Many owners of smart home devices have no idea how to reset them, and many devices manufacturers make properly doing so difficult or impossible, security researcher Dennis Giese said in a presentation at the IoT Village at the DEF CON 27 hacker conference in Las Vegas this past weekend.
Giese extracted sensitive information, such as Wi-Fi credentials, maps of home interiors, Wi-Fi network names and MAC addresses (network IDs), from more than a dozen different devices, including robot vacuums and video doorbells. He could even learn where the previous owners lived by comparing the stored Wi-Fi network names to online lists of known ones.

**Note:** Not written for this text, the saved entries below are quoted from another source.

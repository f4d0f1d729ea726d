//! The persisted-state record bridging canvases to storage.

use serde::{Deserialize, Serialize};
use textel_core::{Canvas, Glyph};

use crate::error::StoreError;

/// Default message-size ceiling, matching the reference deployment's
/// transport limit.
pub const DEFAULT_RENDER_LIMIT: usize = 2000;

/// One owner's persisted canvas state.
///
/// The canvas itself performs no I/O; callers load a record, restore a
/// [`Canvas`] from it, mutate, and write the updated buffer and borders back
/// before persisting. One record per owner key, one logical session at a
/// time.
#[derive(Debug, Clone, PartialEq, Eq, Serialize, Deserialize)]
pub struct CanvasRecord {
    /// Opaque identity of the session owner.
    pub owner: String,
    /// Canvas width.
    pub width: u16,
    /// Canvas height.
    pub height: u16,
    /// Background glyph used at creation.
    pub background: String,
    /// Row-major glyph buffer, `width * height` entries.
    pub cells: Vec<Glyph>,
    /// Horizontal border glyph, empty when unset.
    #[serde(default)]
    pub x_border: String,
    /// Vertical border glyph, empty when unset.
    #[serde(default)]
    pub y_border: String,
}

impl CanvasRecord {
    /// Create the record of a freshly initialized canvas.
    #[must_use]
    pub fn fresh(owner: &str, width: u16, height: u16, background: &str) -> Self {
        let canvas = Canvas::new(width, height, background);
        Self {
            owner: owner.to_string(),
            width,
            height,
            background: background.to_string(),
            cells: canvas.into_cells(),
            x_border: String::new(),
            y_border: String::new(),
        }
    }

    /// Restore the canvas this record describes.
    ///
    /// Surfaces `ShapeMismatch` when the stored buffer disagrees with the
    /// stored dimensions (a corrupt record); callers must treat that as
    /// unrecoverable for the session.
    pub fn to_canvas(&self) -> Result<Canvas, StoreError> {
        let canvas = Canvas::from_state(
            self.width,
            self.height,
            &self.background,
            self.cells.clone(),
            &self.x_border,
            &self.y_border,
        )?;
        Ok(canvas)
    }

    /// Write a mutated canvas's buffer and borders back into the record.
    pub fn absorb(&mut self, canvas: &Canvas) {
        self.cells = canvas.cells().to_vec();
        self.x_border = canvas.x_border().to_string();
        self.y_border = canvas.y_border().to_string();
    }
}

/// Validate canvas dimensions against positivity and the render-size ceiling.
///
/// The estimate is `width * height * background glyph length` in characters,
/// the same upper bound the reference deployment checked before creating a
/// canvas. Dimension validation lives here, outside the canvas, which
/// assumes positive dimensions by contract.
pub fn validate_dimensions(
    width: u16,
    height: u16,
    background: &str,
    limit: usize,
) -> Result<(), StoreError> {
    if width == 0 || height == 0 {
        return Err(StoreError::ZeroDimension);
    }
    let estimated = (width as usize) * (height as usize) * background.chars().count();
    if estimated > limit {
        return Err(StoreError::DimensionsTooLarge { estimated, limit });
    }
    Ok(())
}

/// Allow-list validation for glyphs arriving from untrusted input.
///
/// The canvas stores any string verbatim; this is the calling layer's
/// sanitization step. Rejects empty glyphs, glyphs containing control
/// characters (including newlines, which would corrupt the line-oriented
/// rendering), and whitespace runs other than a single space.
pub fn validate_glyph(glyph: &str) -> Result<(), StoreError> {
    let rejected = glyph.is_empty()
        || glyph.chars().any(char::is_control)
        || (glyph.trim().is_empty() && glyph != " ");
    if rejected {
        return Err(StoreError::GlyphNotAllowed(glyph.to_string()));
    }
    Ok(())
}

"Do not sell or throw away your device if you cannot verify a full wipe and it may contain sensitive information," Giese said. "If you have sold or given away some of these devices, then change your Wi-Fi credentials. In the future, use a separate Wi-Fi network for iOT devices."
MORE: Best Robot Vacuums
Giese, a German national studying for a doctorate at Northeastern University in Boston, explained that unlike smartphones and computers, the data on a smart-home device is not always directly accessible by the user.
Many devices, such as robot vacuums, don't even have a user interface. It's not clear what is actually stored on the device, and even if a factory reset is performed, the reset often leaves traces of data.
"Secure, correct factory reset is hard to implement," Giese said. "There's no way to make sure a device has been wiped, and many vendors don't erase all user data."
The persistence of memory
Part of the problem, Giese said, is that smart-home devices use inexpensive flash memory to store data. Cheap flash memory has a high failure rate, and when a memory block goes bad, the data is just copied to another block while the old block is left untouched.
As a result, bits of data are duplicated all over the physical memory card, and reset and wipes can't always get them all. So if someone like Giese comes along and "dumps" (extracts the contents) of the memory using a variety of available tools, he or she can get a pretty good idea of what the previous owner put into the device.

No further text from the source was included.